● WHAT IS REQUIRED: Return, from the data that follows, each line that holds the word "distribution".

[Stored data]
--

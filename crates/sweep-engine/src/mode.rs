//! Transform modes and the capability model
//!
//! Every mode declares which tables and caches it needs. A context takes the
//! union over its enabled modes once, at construction, to decide what to
//! allocate and how large.

use std::fmt;

use serde::{Deserialize, Serialize};

/// One sweep statistic
#[derive(Debug, Clone, Copy, PartialEq, Eq, Hash, Serialize, Deserialize)]
#[serde(rename_all = "snake_case")]
pub enum Mode {
    /// Log-gamma combinatorial entropy
    Agnentropy,
    /// Agnentropy normalised to [0, 1]
    Compressivity,
    /// Entropy of the frequency-of-frequencies distribution
    Logfreedom,
    /// Logfreedom normalised to [0, 1]
    Dyspoissonism,
    /// Shannon entropy in nats
    Shannon,
    /// Shannon entropy normalised to [0, 1]
    Shannonism,
    /// Obtuse kurtosis against the global mean
    Kurtosis,
    /// Obtuse variance against the global mean
    Variance,
    /// Cross-entropy of the sweep against the needle
    Diventropy,
    /// Diventropy normalised to [0, 1]
    Divcompressivity,
    /// Jensen-Shannon divergence in bits
    Jsd,
    /// Jensen-Shannon similarity, `1 - jsd`
    Jss,
    /// Leidich divergence
    Ld,
    /// Leidich similarity, `1 - ld`
    Ls,
    /// Entropy of the sweep against its complement
    Exoentropy,
    /// Shannon entropy relative to exoentropy, normalised to [0, 1]
    Exoelasticity,
}

/// Whether a mode scores one distribution or compares two
#[derive(Debug, Clone, Copy, PartialEq, Eq, Serialize, Deserialize)]
#[serde(rename_all = "snake_case")]
pub enum ModeKind {
    Entropy,
    Divergence,
}

impl fmt::Display for ModeKind {
    fn fmt(&self, f: &mut fmt::Formatter<'_>) -> fmt::Result {
        match self {
            ModeKind::Entropy => write!(f, "entropy"),
            ModeKind::Divergence => write!(f, "divergence"),
        }
    }
}

/// What a mode needs from its context
#[derive(Debug, Clone, Copy, PartialEq, Eq, Default)]
pub struct Capability {
    /// A preloaded needle frequency table
    pub needle: bool,
    /// A complement table built from the haystack itself
    pub complement: bool,
    /// Memoized log-deltas
    pub log_delta: bool,
    /// The shared log-gamma table
    pub log_gamma: bool,
    /// The frequency-population histogram
    pub population: bool,
    /// A global mean from sign detection
    pub mean: bool,
    /// Suggested log cache size as a power of two
    pub log_cache_bits: u32,
}

impl Capability {
    pub const NONE: Self = Self {
        needle: false,
        complement: false,
        log_delta: false,
        log_gamma: false,
        population: false,
        mean: false,
        log_cache_bits: 0,
    };

    /// Needs of both capabilities together
    pub const fn union(self, other: Self) -> Self {
        Self {
            needle: self.needle || other.needle,
            complement: self.complement || other.complement,
            log_delta: self.log_delta || other.log_delta,
            log_gamma: self.log_gamma || other.log_gamma,
            population: self.population || other.population,
            mean: self.mean || other.mean,
            log_cache_bits: if self.log_cache_bits > other.log_cache_bits {
                self.log_cache_bits
            } else {
                other.log_cache_bits
            },
        }
    }

    /// Whether an edge-0 table is needed, for a needle or a complement
    pub const fn edge0(&self) -> bool {
        self.needle || self.complement
    }
}

const AGNENTROPY: Capability = Capability {
    log_gamma: true,
    log_cache_bits: 12,
    ..Capability::NONE
};

const LOGFREEDOM: Capability = Capability {
    log_gamma: true,
    population: true,
    log_cache_bits: 16,
    ..Capability::NONE
};

const SHANNON: Capability = Capability {
    log_delta: true,
    log_cache_bits: 16,
    ..Capability::NONE
};

const MOMENTS: Capability = Capability {
    mean: true,
    log_cache_bits: 4,
    ..Capability::NONE
};

const NEEDLE: Capability = Capability {
    needle: true,
    log_delta: true,
    log_cache_bits: 18,
    ..Capability::NONE
};

const EXO: Capability = Capability {
    complement: true,
    log_delta: true,
    log_cache_bits: 20,
    ..Capability::NONE
};

impl Mode {
    /// Every mode, in declaration order
    pub const ALL: [Mode; 16] = [
        Mode::Agnentropy,
        Mode::Compressivity,
        Mode::Logfreedom,
        Mode::Dyspoissonism,
        Mode::Shannon,
        Mode::Shannonism,
        Mode::Kurtosis,
        Mode::Variance,
        Mode::Diventropy,
        Mode::Divcompressivity,
        Mode::Jsd,
        Mode::Jss,
        Mode::Ld,
        Mode::Ls,
        Mode::Exoentropy,
        Mode::Exoelasticity,
    ];

    pub const fn kind(self) -> ModeKind {
        match self {
            Mode::Agnentropy
            | Mode::Compressivity
            | Mode::Logfreedom
            | Mode::Dyspoissonism
            | Mode::Shannon
            | Mode::Shannonism
            | Mode::Kurtosis
            | Mode::Variance => ModeKind::Entropy,
            _ => ModeKind::Divergence,
        }
    }

    /// Whether scores are plain fractions in [0, 1]. Other modes report nats
    /// (kurtosis a bare ratio) in 64.64 fixed point.
    pub const fn is_unit(self) -> bool {
        matches!(
            self,
            Mode::Compressivity
                | Mode::Dyspoissonism
                | Mode::Shannonism
                | Mode::Variance
                | Mode::Divcompressivity
                | Mode::Jsd
                | Mode::Jss
                | Mode::Ld
                | Mode::Ls
                | Mode::Exoelasticity
        )
    }

    pub const fn capability(self) -> Capability {
        match self {
            Mode::Agnentropy | Mode::Compressivity => AGNENTROPY,
            Mode::Logfreedom | Mode::Dyspoissonism => LOGFREEDOM,
            Mode::Shannon | Mode::Shannonism => SHANNON,
            Mode::Kurtosis | Mode::Variance => MOMENTS,
            Mode::Diventropy
            | Mode::Divcompressivity
            | Mode::Jsd
            | Mode::Jss
            | Mode::Ld
            | Mode::Ls => NEEDLE,
            Mode::Exoentropy | Mode::Exoelasticity => EXO,
        }
    }

    pub const fn name(self) -> &'static str {
        match self {
            Mode::Agnentropy => "agnentropy",
            Mode::Compressivity => "compressivity",
            Mode::Logfreedom => "logfreedom",
            Mode::Dyspoissonism => "dyspoissonism",
            Mode::Shannon => "shannon",
            Mode::Shannonism => "shannonism",
            Mode::Kurtosis => "kurtosis",
            Mode::Variance => "variance",
            Mode::Diventropy => "diventropy",
            Mode::Divcompressivity => "divcompressivity",
            Mode::Jsd => "jsd",
            Mode::Jss => "jss",
            Mode::Ld => "ld",
            Mode::Ls => "ls",
            Mode::Exoentropy => "exoentropy",
            Mode::Exoelasticity => "exoelasticity",
        }
    }

    #[inline]
    const fn bit(self) -> u32 {
        1 << self as u32
    }
}

impl fmt::Display for Mode {
    fn fmt(&self, f: &mut fmt::Formatter<'_>) -> fmt::Result {
        f.write_str(self.name())
    }
}

/// Set of enabled modes. Serialises as a list of mode names.
#[derive(Debug, Clone, Copy, PartialEq, Eq, Default, Serialize, Deserialize)]
#[serde(from = "Vec<Mode>", into = "Vec<Mode>")]
pub struct ModeSet(u32);

impl ModeSet {
    pub const EMPTY: Self = Self(0);

    pub const fn single(mode: Mode) -> Self {
        Self(mode.bit())
    }

    /// This set plus `mode`
    pub const fn with(self, mode: Mode) -> Self {
        Self(self.0 | mode.bit())
    }

    pub fn insert(&mut self, mode: Mode) {
        self.0 |= mode.bit();
    }

    pub const fn contains(&self, mode: Mode) -> bool {
        self.0 & mode.bit() != 0
    }

    pub const fn is_empty(&self) -> bool {
        self.0 == 0
    }

    pub const fn len(&self) -> usize {
        self.0.count_ones() as usize
    }

    pub fn iter(&self) -> impl Iterator<Item = Mode> + '_ {
        Mode::ALL.into_iter().filter(|&m| self.contains(m))
    }

    /// Whether kurtosis or variance is enabled
    pub const fn has_moments(&self) -> bool {
        self.contains(Mode::Kurtosis) || self.contains(Mode::Variance)
    }

    /// Union of every enabled mode's needs
    pub fn capability(&self) -> Capability {
        self.iter()
            .map(Mode::capability)
            .fold(Capability::NONE, Capability::union)
    }
}

impl FromIterator<Mode> for ModeSet {
    fn from_iter<I: IntoIterator<Item = Mode>>(iter: I) -> Self {
        let mut set = Self::EMPTY;
        for mode in iter {
            set.insert(mode);
        }
        set
    }
}

impl From<Vec<Mode>> for ModeSet {
    fn from(modes: Vec<Mode>) -> Self {
        modes.into_iter().collect()
    }
}

impl From<ModeSet> for Vec<Mode> {
    fn from(set: ModeSet) -> Self {
        set.iter().collect()
    }
}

--

● SOLUTION TO THIS EXERCISE:
    /// Entropy of the frequency-of-frequencies distribution
/// Whether a mode scores one distribution or compares two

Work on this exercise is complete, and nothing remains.